▶ [Task details]
The answer should be each line of the records that contains the word "BOOLEAN"; please copy them all.

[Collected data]
- Opening Delimiter -

//! Agreement data structures, agreement files and per-customer line item storage

mod data;
pub mod file;
pub mod store;

pub use data::{
    validate_line_items, AgreementContext, AgreementParams, BillingModel, LineItem, LineItemRecord,
};
pub use file::AgreementFile;
pub use store::{load_line_items_from_reader, write_line_items, CustomerStore, DEFAULT_STORE_DIR};
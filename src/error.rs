//! Error types for the co-terming calculator.

use thiserror::Error;

/// Crate-level result alias.
pub type Result<T> = std::result::Result<T, CotermError>;

/// Errors surfaced to callers of the calculator.
///
/// The proration engine itself never fails; everything here is raised while
/// validating, loading or saving inputs before a computation runs.
#[derive(Error, Debug)]
pub enum CotermError {
    /// A line item or agreement field is outside its declared domain.
    #[error("invalid input for {field}: {reason}")]
    InvalidInput {
        /// The offending field, e.g. `months_remaining` or `line_items[2].unit_quantity`.
        field: String,
        /// What is wrong with the value.
        reason: String,
    },

    /// No stored agreement exists for the requested customer.
    #[error("no stored agreement for customer '{customer}'")]
    CustomerNotFound {
        /// Customer identifier that was looked up.
        customer: String,
    },

    #[error("csv error: {0}")]
    Csv(#[from] csv::Error),

    #[error("json error: {0}")]
    Json(#[from] serde_json::Error),

    #[error("I/O error: {0}")]
    Io(#[from] std::io::Error),
}

impl CotermError {
    /// Shorthand for a [`CotermError::InvalidInput`] on `field`.
    pub fn invalid(field: impl Into<String>, reason: impl Into<String>) -> Self {
        Self::InvalidInput {
            field: field.into(),
            reason: reason.into(),
        }
    }

    /// Whether this error is a validation failure (as opposed to storage).
    pub fn is_invalid_input(&self) -> bool {
        matches!(self, Self::InvalidInput { .. })
    }
}
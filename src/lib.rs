//! Co-terming cost calculator - prorated license costs for in-flight subscription agreements
//!
//! This library provides:
//! - Line item and agreement timing data structures with input validation
//! - The proration engine for Monthly, Annual and Prepaid billing models
//! - Per-customer persistence of line items as CSV
//! - Report rendering (text summary, CSV table) for the computed result

pub mod error;
pub mod agreement;
pub mod proration;
pub mod report;

// Re-export commonly used types
pub use error::{CotermError, Result};
pub use agreement::{AgreementContext, BillingModel, LineItem};
pub use proration::{calculate, ProrationEngine, ResultSet, TOTAL_ROW_MARKER};
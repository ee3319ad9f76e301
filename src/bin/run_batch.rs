//! Cost every stored customer agreement under one set of timing parameters
//!
//! Outputs one summary row per customer plus grand totals

use anyhow::{Context, Result};
use clap::Parser;
use coterm_calculator::agreement::{CustomerStore, DEFAULT_STORE_DIR};
use coterm_calculator::proration::Aggregates;
use coterm_calculator::report::format_money;
use coterm_calculator::{calculate, AgreementContext, BillingModel, ResultSet};
use log::warn;
use rayon::prelude::*;
use std::fs::File;
use std::path::PathBuf;
use std::time::Instant;

#[derive(Parser, Debug)]
#[command(name = "run_batch", about = "Cost all stored customer agreements")]
struct Args {
    /// Directory of stored customer agreements
    #[arg(long, default_value = DEFAULT_STORE_DIR)]
    store: PathBuf,

    #[arg(long, default_value_t = 36.0)]
    term: f64,

    #[arg(long, default_value_t = 30.0)]
    remaining: f64,

    #[arg(long, default_value_t = 0.0)]
    extension: f64,

    #[arg(long, default_value = "Annual")]
    billing: BillingModel,

    /// Write the per-customer summary to this CSV file
    #[arg(long)]
    output: Option<PathBuf>,
}

/// Summary of one customer's result
#[derive(Debug, Clone, serde::Serialize)]
struct CustomerSummary {
    customer: String,
    line_items: usize,
    current_cost: f64,
    first_year_cost: f64,
    prepaid_cost: f64,
    updated_annual_cost: f64,
    subscription_term_fee: f64,
}

impl CustomerSummary {
    fn new(customer: &str, result: &ResultSet) -> Self {
        let agg = result.aggregates();
        Self {
            customer: customer.to_string(),
            line_items: result.rows().len(),
            current_cost: agg.current_cost,
            first_year_cost: agg.first_year_cost,
            prepaid_cost: agg.prepaid_cost,
            updated_annual_cost: agg.updated_annual_cost,
            subscription_term_fee: agg.subscription_term_fee,
        }
    }
}

fn main() -> Result<()> {
    env_logger::init();

    let args = Args::parse();
    let start = Instant::now();

    let ctx = AgreementContext::new(args.term, args.remaining, args.extension, args.billing)
        .context("Invalid agreement parameters")?;
    let store = CustomerStore::new(&args.store);
    let customers = store
        .list_customers()
        .with_context(|| format!("Failed to list customers in {}", args.store.display()))?;
    println!("Found {} stored agreements in {}", customers.len(), args.store.display());

    // Each agreement is independent, so cost them in parallel
    let outcomes: Vec<(String, coterm_calculator::Result<ResultSet>)> = customers
        .par_iter()
        .map(|customer| {
            let result = store.load(customer).and_then(|items| calculate(&items, &ctx));
            (customer.clone(), result)
        })
        .collect();

    let mut summaries = Vec::with_capacity(outcomes.len());
    let mut grand = Aggregates::default();
    for (customer, outcome) in &outcomes {
        match outcome {
            Ok(result) => {
                let agg = result.aggregates();
                grand.current_cost += agg.current_cost;
                grand.first_year_cost += agg.first_year_cost;
                grand.prepaid_cost += agg.prepaid_cost;
                grand.updated_annual_cost += agg.updated_annual_cost;
                grand.subscription_term_fee += agg.subscription_term_fee;
                summaries.push(CustomerSummary::new(customer, result));
            }
            Err(e) => warn!("Skipping {}: {}", customer, e),
        }
    }

    println!("\n{} billing, {:.2} of {:.0} months remaining, {:.0} extension months",
             ctx.billing_model(), ctx.months_remaining(), ctx.agreement_term_months(), ctx.extension_months());
    println!("{:<30} {:>6} {:>16} {:>16} {:>18}", "Customer", "Items", "Current", "Updated Annual", "Term Fee");
    for s in &summaries {
        println!("{:<30} {:>6} {:>16} {:>16} {:>18}",
                 s.customer,
                 s.line_items,
                 format_money(s.current_cost),
                 format_money(s.updated_annual_cost),
                 format_money(s.subscription_term_fee));
    }
    println!("{:<30} {:>6} {:>16} {:>16} {:>18}",
             "Total",
             summaries.iter().map(|s| s.line_items).sum::<usize>(),
             format_money(grand.current_cost),
             format_money(grand.updated_annual_cost),
             format_money(grand.subscription_term_fee));

    if let Some(path) = &args.output {
        let mut wtr = csv::Writer::from_writer(
            File::create(path).with_context(|| format!("Failed to create {}", path.display()))?,
        );
        for s in &summaries {
            wtr.serialize(s)?;
        }
        wtr.flush()?;
        println!("\nSummary written to {}", path.display());
    }

    let failed = outcomes.len() - summaries.len();
    if failed > 0 {
        println!("{} agreements skipped (see log)", failed);
    }
    println!("\nTotal time: {:?}", start.elapsed());
    Ok(())
}
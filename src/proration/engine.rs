//! Core proration engine
//!
//! Costs every line item of an agreement under its billing model and builds
//! the totals row. The engine holds no state between calls, so distinct
//! agreements can be costed in parallel by the caller.

use super::costs::{AnnualCosts, CostedRow, ModelCosts, MonthlyCosts, PrepaidCosts};
use super::{round_near_whole, ResultSet, MONTHS_PER_YEAR, NEAR_WHOLE_THRESHOLD};
use crate::agreement::{AgreementContext, BillingModel, LineItem};
use crate::error::Result;
use log::{debug, warn};

/// Proration engine
#[derive(Debug, Clone, Copy)]
pub struct ProrationEngine {
    /// Distance from an integer below which amounts are snapped to it
    near_whole_threshold: f64,
}

impl Default for ProrationEngine {
    fn default() -> Self {
        Self {
            near_whole_threshold: NEAR_WHOLE_THRESHOLD,
        }
    }
}

impl ProrationEngine {
    pub fn new() -> Self {
        Self::default()
    }

    /// Use a different near-whole rounding threshold
    pub fn with_threshold(mut self, threshold: f64) -> Self {
        self.near_whole_threshold = threshold;
        self
    }

    /// Cost every line item and append the totals row
    ///
    /// Items are expected to be validated already (see [`calculate`]). Rows
    /// carrying the totals marker are dropped first, so costing a previous
    /// result's table again gives the same answer.
    pub fn compute(&self, items: &[LineItem], ctx: &AgreementContext) -> ResultSet {
        let stale = items.iter().filter(|i| i.is_total_marker()).count();
        if stale > 0 {
            warn!("Discarding {} stale totals row(s) before costing", stale);
        }

        let rows: Vec<CostedRow> = items
            .iter()
            .filter(|i| !i.is_total_marker())
            .map(|item| self.cost_row(item, ctx))
            .collect();

        let result = ResultSet::new(ctx.billing_model(), rows);
        debug!(
            "Costed {} line items ({} billing, {:.2} months remaining): current={:.2} updated_annual={:.2} term_fee={:.2}",
            result.rows().len(),
            ctx.billing_model(),
            ctx.months_remaining(),
            result.aggregates().current_cost,
            result.aggregates().updated_annual_cost,
            result.aggregates().subscription_term_fee,
        );
        result
    }

    /// Cost a single line item
    pub fn cost_row(&self, item: &LineItem, ctx: &AgreementContext) -> CostedRow {
        let qty = f64::from(item.unit_quantity);
        let added = f64::from(item.additional_licenses);
        let fee = item.annual_unit_fee;

        let annual_total_fee = self.round(qty * fee);
        let updated_annual_cost = self.round((qty + added) * fee);
        let subscription_term_total_fee = self.round(
            (qty + added) * fee * ctx.total_term() / MONTHS_PER_YEAR,
        );

        let model_costs = match ctx.billing_model() {
            BillingModel::Monthly => ModelCosts::Monthly(MonthlyCosts {
                current_monthly_cost: self.round(qty * fee / MONTHS_PER_YEAR),
                monthly_co_termed_cost: self.round((qty + added) * fee / MONTHS_PER_YEAR),
                first_month_co_termed_cost: self.round(
                    added * fee / MONTHS_PER_YEAR * first_month_factor(ctx.months_remaining()),
                ),
            }),
            BillingModel::Annual => ModelCosts::Annual(AnnualCosts {
                current_annual_cost: annual_total_fee,
                first_year_co_termed_cost: self.round(
                    added * fee * months_to_anniversary(ctx.months_elapsed()) / MONTHS_PER_YEAR,
                ),
                updated_annual_cost,
            }),
            BillingModel::Prepaid => {
                let current_prepaid_cost = self.round(qty * fee);
                let prepaid_co_termed_cost = self.round(
                    added * fee * ctx.months_remaining() / ctx.agreement_term_months(),
                );
                ModelCosts::Prepaid(PrepaidCosts {
                    current_prepaid_cost,
                    prepaid_co_termed_cost,
                    remaining_subscription_total: self
                        .round(current_prepaid_cost + prepaid_co_termed_cost),
                })
            }
        };

        CostedRow {
            item: item.clone(),
            annual_total_fee,
            updated_annual_cost,
            subscription_term_total_fee,
            model_costs,
        }
    }

    fn round(&self, value: f64) -> f64 {
        round_near_whole(value, self.near_whole_threshold)
    }
}

/// Validate the line items, then cost them with the default engine
///
/// Errors name rows by their position in `items`; stale totals rows are
/// skipped rather than validated.
pub fn calculate(items: &[LineItem], ctx: &AgreementContext) -> Result<ResultSet> {
    items
        .iter()
        .enumerate()
        .filter(|(_, item)| !item.is_total_marker())
        .try_for_each(|(idx, item)| item.validate(idx))?;
    Ok(ProrationEngine::default().compute(items, ctx))
}

/// Share of a month billed for new seats in the first month
///
/// A co-term landing exactly on a month boundary still owes a full month.
fn first_month_factor(months_remaining: f64) -> f64 {
    let fraction = months_remaining - months_remaining.floor();
    if fraction == 0.0 {
        1.0
    } else {
        fraction
    }
}

/// Months left in the current annual period, in (0, 12]
fn months_to_anniversary(months_elapsed: f64) -> f64 {
    MONTHS_PER_YEAR - months_elapsed.rem_euclid(MONTHS_PER_YEAR)
}
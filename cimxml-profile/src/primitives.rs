//! Default mapping from CIM primitive type names to RDF datatypes

use cimxml_graph::Datatype;
use cimxml_vocab::{rdf, xsd};
use rustc_hash::FxHashMap;

/// The built-in CIM primitive type table.
///
/// Keys are the `rdfs:label` values of `cims:stereotype "Primitive"` classes
/// as they appear in the profile ontologies. `StringIRI` and `IRI` map to
/// `xsd:string` for historical reasons; new profiles use `URI`, which maps
/// to `xsd:anyURI` and makes the parser emit IRI terms instead of literals.
pub fn builtin_primitive_table() -> FxHashMap<String, Datatype> {
    let entries: &[(&str, &str)] = &[
        ("Base64Binary", xsd::BASE64_BINARY),
        ("Boolean", xsd::BOOLEAN),
        ("Byte", xsd::BYTE),
        ("Date", xsd::DATE),
        ("DateTime", xsd::DATE_TIME),
        ("DateTimeStamp", xsd::DATE_TIME_STAMP),
        ("Day", xsd::G_DAY),
        ("DayTimeDuration", xsd::DAY_TIME_DURATION),
        ("Decimal", xsd::DECIMAL),
        ("Double", xsd::DOUBLE),
        ("Duration", xsd::DURATION),
        ("Float", xsd::FLOAT),
        ("HexBinary", xsd::HEX_BINARY),
        ("Int", xsd::INT),
        ("Integer", xsd::INTEGER),
        ("IRI", xsd::STRING),
        ("LangString", rdf::LANG_STRING),
        ("Long", xsd::LONG),
        ("Month", xsd::G_MONTH),
        ("MonthDay", xsd::G_MONTH_DAY),
        ("NegativeInteger", xsd::NEGATIVE_INTEGER),
        ("NonNegativeInteger", xsd::NON_NEGATIVE_INTEGER),
        ("NonPositiveInteger", xsd::NON_POSITIVE_INTEGER),
        ("PositiveInteger", xsd::POSITIVE_INTEGER),
        ("Short", xsd::SHORT),
        ("String", xsd::STRING),
        ("StringFixedLanguage", xsd::STRING),
        ("StringIRI", xsd::STRING),
        ("Time", xsd::TIME),
        ("UnsignedByte", xsd::UNSIGNED_BYTE),
        ("UnsignedInt", xsd::UNSIGNED_INT),
        ("UnsignedLong", xsd::UNSIGNED_LONG),
        ("UnsignedShort", xsd::UNSIGNED_SHORT),
        ("URI", xsd::ANY_URI),
        ("UUID", xsd::STRING),
        ("Version", xsd::STRING),
        ("Year", xsd::G_YEAR),
        ("YearMonth", xsd::G_YEAR_MONTH),
        ("YearMonthDuration", xsd::YEAR_MONTH_DURATION),
        ("gDay", xsd::G_DAY),
        ("gMonth", xsd::G_MONTH),
        ("gMonthDay", xsd::G_MONTH_DAY),
        ("gYear", xsd::G_YEAR),
        ("gYearMonth", xsd::G_YEAR_MONTH),
    ];
    entries
        .iter()
        .map(|(name, iri)| (name.to_string(), Datatype::from_iri(iri)))
        .collect()
}

#[cfg(test)]
mod tests {
    use super::*;

    #[test]
    fn test_builtin_table() {
        let table = builtin_primitive_table();
        assert_eq!(table.get("Boolean").unwrap().as_iri(), xsd::BOOLEAN);
        assert_eq!(table.get("Float").unwrap().as_iri(), xsd::FLOAT);
        assert_eq!(table.get("Short").unwrap().as_iri(), xsd::SHORT);
        // Historical string mappings.
        assert_eq!(table.get("StringIRI").unwrap().as_iri(), xsd::STRING);
        assert_eq!(table.get("IRI").unwrap().as_iri(), xsd::STRING);
        assert_eq!(table.get("UUID").unwrap().as_iri(), xsd::STRING);
        // URI triggers IRI-term creation downstream.
        assert_eq!(table.get("URI").unwrap().as_iri(), xsd::ANY_URI);
        assert_eq!(table.get("LangString").unwrap().as_iri(), rdf::LANG_STRING);
        assert!(table.get("NoSuchPrimitive").is_none());
    }
}
//! Streaming RDF/XML + CIMXML state machine
//!
//! A pull-driven parser over the XML event stream, emitting triples to a
//! [`CimXmlSink`]. The RDF/XML 2004 grammar is implemented with the CIMXML
//! extensions: the `iec61970-552` processing instruction, the implicit
//! `urn:uuid:` document base, UUID normalization of `rdf:about`/`rdf:ID`/
//! `rdf:resource` values, `rdf:parseType="Statements"` difference
//! containers, and profile-driven typing of literals that carry no explicit
//! `rdf:datatype`.
//!
//! Document-context transitions are orthogonal to the grammar: recognizing
//! `md:FullModel`, `dm:DifferenceModel`, or a difference container switches
//! the sink's target graph, never the grammar state.

use crate::error::{ErrorHandler, ParseError, Result};
use crate::iri::IriResolver;
use crate::sink::CimXmlSink;
use crate::uuid::{normalize_cim_uuid, CimUuid};
use crate::xml::{ElementHead, QName, XmlEvent, XmlSource};
use cimxml_graph::{Datatype, DocumentContext, Term, Triple};
use cimxml_profile::{ProfileRegistry, PropertyMap};
use cimxml_vocab::cim::CimVersion;
use cimxml_vocab::{dm, md, rdf};
use rustc_hash::{FxHashMap, FxHashSet};
use std::collections::{BTreeMap, BTreeSet};
use std::io::BufRead;
use std::sync::Arc;

const XML_NS: &str = "http://www.w3.org/XML/1998/namespace";
const IMPLICIT_CIMXML_BASE: &str = "urn:uuid:";
const PI_IEC61970_552: &str = "iec61970-552";

const PARSE_TYPE_RESOURCE: &str = "Resource";
const PARSE_TYPE_LITERAL: &str = "Literal";
const PARSE_TYPE_LITERAL_LOWER: &str = "literal";
const PARSE_TYPE_STATEMENTS: &str = "Statements";
const PARSE_TYPE_COLLECTION: &str = "Collection";

/// The RDF/XML + CIMXML parser.
///
/// Single-threaded: reads from the XML source synchronously and emits to
/// the sink on the same thread.
pub struct Parser<'a, R: BufRead, S: CimXmlSink> {
    xml: XmlSource<R>,
    sink: &'a mut S,
    registry: Option<&'a ProfileRegistry>,
    handler: &'a mut dyn ErrorHandler,
    resolver: IriResolver,

    has_rdf: bool,
    has_cimxml_namespace: bool,
    is_cimxml_model: bool,
    version_of_cimxml: CimVersion,

    blank_labels: FxHashMap<String, Term>,
    blank_counter: u32,

    // rdf:ID reuse tracking per base scope; capped because the map only
    // grows and a base may be re-introduced.
    used_ids: FxHashMap<Option<String>, FxHashMap<String, u64>>,
    tracked_id_count: usize,

    datatype_map: Option<Arc<PropertyMap>>,
    properties_not_in_profile: FxHashSet<Term>,
    current_profiles: Vec<Term>,

    emitted: u64,
}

- Closing Delimiter -

▶ [Task response]
        ("Boolean", xsd::BOOLEAN),
        assert_eq!(table.get("Boolean").unwrap().as_iri(), xsd::BOOLEAN);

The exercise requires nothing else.